- Opening Delimiter -

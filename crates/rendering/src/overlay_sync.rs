//! Keeps the [`WeatherOverlay`] resource in step with the window, the
//! overlay props and the frame clock.

use bevy::prelude::*;
use bevy::window::PrimaryWindow;

use weather_fx::{MotionPreference, OverlayChange, OverlayProps, RendererState, WeatherOverlay};

/// Resize the overlay surface to the primary window.
///
/// Only marks the overlay changed when the backing store was reallocated, so
/// an idle overlay is not re-uploaded every frame.
pub fn sync_surface_geometry(
    windows: Query<&Window, With<PrimaryWindow>>,
    mut overlay: ResMut<WeatherOverlay>,
) {
    let Ok(window) = windows.get_single() else {
        return;
    };
    let resized = overlay.bypass_change_detection().resize_surface(
        window.width(),
        window.height(),
        window.scale_factor(),
    );
    if resized {
        let (w, h) = overlay.surface().device_size();
        debug!(
            "weather overlay surface {}x{} logical -> {w}x{h} device",
            window.width(),
            window.height()
        );
        overlay.set_changed();
    }
}

/// Push changed props or motion preference into the overlay.
pub fn apply_overlay_props(
    props: Res<OverlayProps>,
    motion: Res<MotionPreference>,
    mut overlay: ResMut<WeatherOverlay>,
) {
    if motion.is_changed() {
        let change = overlay
            .bypass_change_detection()
            .set_prefers_reduced_motion(motion.prefers_reduced_motion);
        if change != OverlayChange::Unchanged {
            overlay.set_changed();
        }
    }
    if props.is_changed() {
        let change = overlay.bypass_change_detection().apply_props(&props);
        if change != OverlayChange::Unchanged {
            debug!("weather overlay props applied: {change:?}");
            overlay.set_changed();
        }
    }
}

/// Feed the frame clock to a running renderer.
pub fn advance_overlay(time: Res<Time>, mut overlay: ResMut<WeatherOverlay>) {
    let running = overlay
        .renderer()
        .is_some_and(|r| r.state() == RendererState::Running);
    if running {
        overlay.advance(&*time);
    }
}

- Closing Delimiter -

Each line of the material above must be retyped precisely.

filename crates/rendering/src/overlay_sync.rs
//! Keeps the [`WeatherOverlay`] resource in step with the window, the
//! overlay props and the frame clock.

use bevy::prelude::*;
use bevy::window::PrimaryWindow;

use weather_fx::{MotionPreference, OverlayChange, OverlayProps, RendererState, WeatherOverlay};

/// Resize the overlay surface to the primary window.
///
/// Only marks the overlay changed when the backing store was reallocated, so
/// an idle overlay is not re-uploaded every frame.
pub fn sync_surface_geometry(
    windows: Query<&Window, With<PrimaryWindow>>,
    mut overlay: ResMut<WeatherOverlay>,
) {
    let Ok(window) = windows.get_single() else {
        return;
    };
    let resized = overlay.bypass_change_detection().resize_surface(
        window.width(),
        window.height(),
        window.scale_factor(),
    );
    if resized {
        let (w, h) = overlay.surface().device_size();
        debug!(
            "weather overlay surface {}x{} logical -> {w}x{h} device",
            window.width(),
            window.height()
        );
        overlay.set_changed();
    }
}

/// Push changed props or motion preference into the overlay.
pub fn apply_overlay_props(
    props: Res<OverlayProps>,
    motion: Res<MotionPreference>,
    mut overlay: ResMut<WeatherOverlay>,
) {
    if motion.is_changed() {
        let change = overlay
            .bypass_change_detection()
            .set_prefers_reduced_motion(motion.prefers_reduced_motion);
        if change != OverlayChange::Unchanged {
            overlay.set_changed();
        }
    }
    if props.is_changed() {
        let change = overlay.bypass_change_detection().apply_props(&props);
        if change != OverlayChange::Unchanged {
            debug!("weather overlay props applied: {change:?}");
            overlay.set_changed();
        }
    }
}

/// Feed the frame clock to a running renderer.
pub fn advance_overlay(time: Res<Time>, mut overlay: ResMut<WeatherOverlay>) {
    let running = overlay
        .renderer()
        .is_some_and(|r| r.state() == RendererState::Running);
    if running {
        overlay.advance(&*time);
    }
}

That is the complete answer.